23 Haziran 2008 Pazartesi

pembemsi kahve

edindiğim renk. pembemsi kahverengi. tatilin bana hediyesi. güneş, deniz, hamak, yastık. yola çıkarken sevdiğim ve bütün gün dinlediğim şarkı radyoda, sonra kumsalda yine o şarkı ve en son sırtımda güneş yanığıyla dansederken bir daha o şarkı. tatlı bir rüzgar. sevginin kokusu. sevgilinin kokusu. sevgilinin sesi. ferah bir salata. kuş sesi. uçuşan kıyafetler. uçuşan saçlar. uçuşan yapraklar. buz gibi su. buz gibi deniz. buz gibi limonata. kumda gezen ayaklar. çimde gezen ayaklar. suda yüzen ayaklar. hafif bir ürperti. taze meyveler. küçük ve yavaş adımlar. büyük gülümsemeler. kahkahalar...
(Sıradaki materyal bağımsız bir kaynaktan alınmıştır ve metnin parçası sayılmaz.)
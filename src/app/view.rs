// SPDX-License-Identifier: MPL-2.0
//! View rendering for the application.
//!
//! This module handles the `view()` function that renders the current screen
//! based on application state. The navbar is shown on every screen so the
//! hamburger menu is always available for navigation.

use super::{Message, Screen};
use crate::i18n::fluent::I18n;
use crate::ui::about::{self, ViewContext as AboutViewContext};
use crate::ui::design_tokens::spacing;
use crate::ui::detector;
use crate::ui::navbar::{self, ViewContext as NavbarViewContext};
use crate::ui::notifications;
use crate::ui::settings::{State as SettingsState, ViewContext as SettingsViewContext};
use iced::{
    alignment,
    widget::{Column, Container, Row},
    Element, Length,
};

/// Context required to render the application view.
pub struct ViewContext<'a> {
    pub i18n: &'a I18n,
    pub screen: Screen,
    pub settings: &'a SettingsState,
    pub image_panel: &'a detector::State,
    pub audio_panel: &'a detector::State,
    pub menu_open: bool,
    pub notifications: &'a notifications::Manager,
}

/// Renders the current application view based on the active screen.
pub fn view(ctx: ViewContext<'_>) -> Element<'_, Message> {
    let current_view: Element<'_, Message> = match ctx.screen {
        Screen::Detector => view_detector(&ctx),
        Screen::Settings => view_settings(ctx.settings, ctx.i18n),
        Screen::About => view_about(ctx.i18n),
    };

    let navbar_view = navbar::view(NavbarViewContext {
        i18n: ctx.i18n,
        menu_open: ctx.menu_open,
    })
    .map(Message::Navbar);

    let mut column = Column::new();

    if let Some(toasts) = notifications::overlay(ctx.notifications, ctx.i18n) {
        column = column.push(toasts.map(Message::Notification));
    }

    column = column.push(navbar_view).push(
        Container::new(current_view)
            .width(Length::Fill)
            .height(Length::Fill),
    );

    Container::new(column.width(Length::Fill).height(Length::Fill))
        .width(Length::Fill)
        .height(Length::Fill)
        .into()
}

fn view_detector<'a>(ctx: &ViewContext<'a>) -> Element<'a, Message> {
    let image_view = detector::view::view(
        ctx.image_panel,
        detector::view::ViewContext { i18n: ctx.i18n },
    )
    .map(Message::ImagePanel);

    let audio_view = detector::view::view(
        ctx.audio_panel,
        detector::view::ViewContext { i18n: ctx.i18n },
    )
    .map(Message::AudioPanel);

    let panels = Row::new()
        .spacing(spacing::LG)
        .padding(spacing::LG)
        .align_y(alignment::Vertical::Top)
        .push(image_view)
        .push(audio_view);

    Container::new(panels)
        .width(Length::Fill)
        .height(Length::Fill)
        .align_x(alignment::Horizontal::Center)
        .into()
}

fn view_settings<'a>(settings: &'a SettingsState, i18n: &'a I18n) -> Element<'a, Message> {
    settings
        .view(SettingsViewContext { i18n })
        .map(Message::Settings)
}

fn view_about(i18n: &I18n) -> Element<'_, Message> {
    about::view(AboutViewContext { i18n }).map(Message::About)
}
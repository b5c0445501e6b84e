// SPDX-License-Identifier: MPL-2.0
//! Rendering adapter for a detector panel.
//!
//! Everything here is a projection of [`super::State`]; no state is mutated
//! and no decisions are made beyond layout.

use super::component::{Message, Phase, State};
use crate::detection::{confidence_fill, format_confidence, DetectionReport, Verdict};
use crate::i18n::fluent::I18n;
use crate::ui::design_tokens::{palette, sizing, spacing, typography};
use crate::ui::styles::{button as button_styles, container as container_styles};
use crate::ui::widgets::AnimatedSpinner;
use iced::widget::{button, text, Column, Container, Row, Space, Text};
use iced::{alignment, Element, Length, Theme};

/// Contextual data needed to render a panel.
pub struct ViewContext<'a> {
    pub i18n: &'a I18n,
}

/// Renders one detector panel card.
pub fn view<'a>(state: &'a State, ctx: ViewContext<'a>) -> Element<'a, Message> {
    let i18n = ctx.i18n;
    let suffix = state.modality().key_suffix();

    let title = Text::new(i18n.tr(&format!("{suffix}-panel-title")))
        .size(typography::TITLE_SM);

    let mut content = Column::new()
        .spacing(spacing::MD)
        .width(Length::Fill)
        .push(title)
        .push(drop_zone(state, i18n))
        .push(selection_line(state, i18n))
        .push(submit_row(state, i18n));

    match state.phase() {
        Phase::Result(report) => {
            content = content.push(verdict_card(state, report, i18n));
        }
        Phase::Failed(_) => {
            if let Some(message) = state.error_message(i18n) {
                content = content.push(
                    Text::new(message)
                        .size(typography::BODY)
                        .style(|_theme: &Theme| text::Style {
                            color: Some(palette::ERROR_500),
                        }),
                );
            }
        }
        Phase::Idle | Phase::Loading => {}
    }

    Container::new(content)
        .padding(spacing::LG)
        .max_width(sizing::PANEL_MAX_WIDTH)
        .style(container_styles::panel)
        .into()
}

/// Drop target with hover cue and a browse button.
fn drop_zone<'a>(state: &'a State, i18n: &'a I18n) -> Element<'a, Message> {
    let suffix = state.modality().key_suffix();

    let hint = Text::new(i18n.tr(&format!("drop-hint-{suffix}")))
        .size(typography::BODY)
        .style(|theme: &Theme| text::Style {
            color: Some(theme.extended_palette().secondary.base.text),
        });

    let browse = button(Text::new(i18n.tr("browse-button")).size(typography::BODY))
        .on_press(Message::BrowsePressed)
        .style(button_styles::unselected);

    let inner = Column::new()
        .spacing(spacing::SM)
        .align_x(alignment::Horizontal::Center)
        .push(hint)
        .push(browse);

    Container::new(inner)
        .width(Length::Fill)
        .height(Length::Fixed(sizing::DROP_ZONE_HEIGHT))
        .align_x(alignment::Horizontal::Center)
        .align_y(alignment::Vertical::Center)
        .style(container_styles::drop_zone(state.drop_hover()))
        .into()
}

/// Shows the selected file's name, or a placeholder.
fn selection_line<'a>(state: &'a State, i18n: &'a I18n) -> Element<'a, Message> {
    let label = match state.selection() {
        Some(file) => i18n.tr_with_args("selected-file", &[("name", file.name.as_str())]),
        None => i18n.tr("no-file-selected"),
    };

    Text::new(label)
        .size(typography::BODY_SM)
        .style(|theme: &Theme| text::Style {
            color: Some(theme.extended_palette().secondary.base.text),
        })
        .into()
}

/// Submit button plus the loading indicator while a request is in flight.
fn submit_row<'a>(state: &'a State, i18n: &'a I18n) -> Element<'a, Message> {
    let submit = button(Text::new(i18n.tr("detect-button")).size(typography::BODY))
        .on_press_maybe(state.can_submit().then_some(Message::SubmitPressed))
        .padding([spacing::XS, spacing::LG])
        .style(button_styles::primary);

    let mut row = Row::new()
        .spacing(spacing::MD)
        .align_y(alignment::Vertical::Center)
        .push(submit);

    if state.is_loading() {
        let spinner =
            AnimatedSpinner::new(palette::PRIMARY_500, state.spinner_rotation()).into_element();
        row = row.push(spinner).push(
            Text::new(i18n.tr("analyzing"))
                .size(typography::BODY_SM)
                .style(|theme: &Theme| text::Style {
                    color: Some(theme.extended_palette().secondary.base.text),
                }),
        );
    }

    row.into()
}

/// Verdict headline, confidence text, and proportional confidence bar.
fn verdict_card<'a>(
    state: &'a State,
    report: &'a DetectionReport,
    i18n: &'a I18n,
) -> Element<'a, Message> {
    let authentic = report.verdict() == Verdict::Real;

    let headline = Text::new(i18n.tr(&report.verdict().i18n_key(state.modality())))
        .size(typography::BODY_LG)
        .shaping(text::Shaping::Advanced);

    let confidence_text = Text::new(format!("{}%", format_confidence(report.confidence)))
        .size(typography::BODY);

    let label = Text::new(i18n.tr("confidence-label"))
        .size(typography::BODY_SM)
        .style(|theme: &Theme| text::Style {
            color: Some(theme.extended_palette().secondary.base.text),
        });

    let confidence_row = Row::new()
        .spacing(spacing::SM)
        .align_y(alignment::Vertical::Center)
        .push(label)
        .push(confidence_bar(report.confidence, authentic))
        .push(confidence_text);

    let content = Column::new()
        .spacing(spacing::SM)
        .push(headline)
        .push(confidence_row);

    Container::new(content)
        .width(Length::Fill)
        .padding(spacing::MD)
        .style(container_styles::verdict_card(authentic))
        .into()
}

/// Horizontal bar whose filled portion is proportional to the confidence on
/// a 0-100 scale.
fn confidence_bar<'a>(confidence: f64, authentic: bool) -> Element<'a, Message> {
    let fill = confidence_fill(confidence);

    let mut bar = Row::new().width(Length::Fill);
    if fill > 0 {
        bar = bar.push(
            Container::new(Space::new().height(Length::Fixed(
                sizing::CONFIDENCE_BAR_HEIGHT,
            )))
            .width(Length::FillPortion(fill))
            .style(container_styles::confidence_fill(authentic)),
        );
    }
    if fill < 100 {
        bar = bar.push(Space::new().width(Length::FillPortion(100 - fill)));
    }

    Container::new(bar)
        .width(Length::Fill)
        .style(container_styles::confidence_track)
        .into()
}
yaz geldi. bu ne demek biliyor musun okuyucu. artık aylar boyunca hiçbir şeyden şikayet etmeye hakkın yok demek. mevsimlerin en koşturmalısı güneşi tepene dikti demek. şikayet diil hareket etmen gerek demek. üzerine geçirdiğin incecik bir kıyafetle anında sokaklara özgürce dökülebilmek demek. arkadaşlarınla vakit geçirmenin en rahat en eğlenceli zamanı geldi demek. yapıcak çok şey var demek. ellerin cebinde denizin kokusunu çekme hatta doyamayıp içine girip kocaman sarılma zamanı geli de geçiyor demek. yaz demek aşk demek...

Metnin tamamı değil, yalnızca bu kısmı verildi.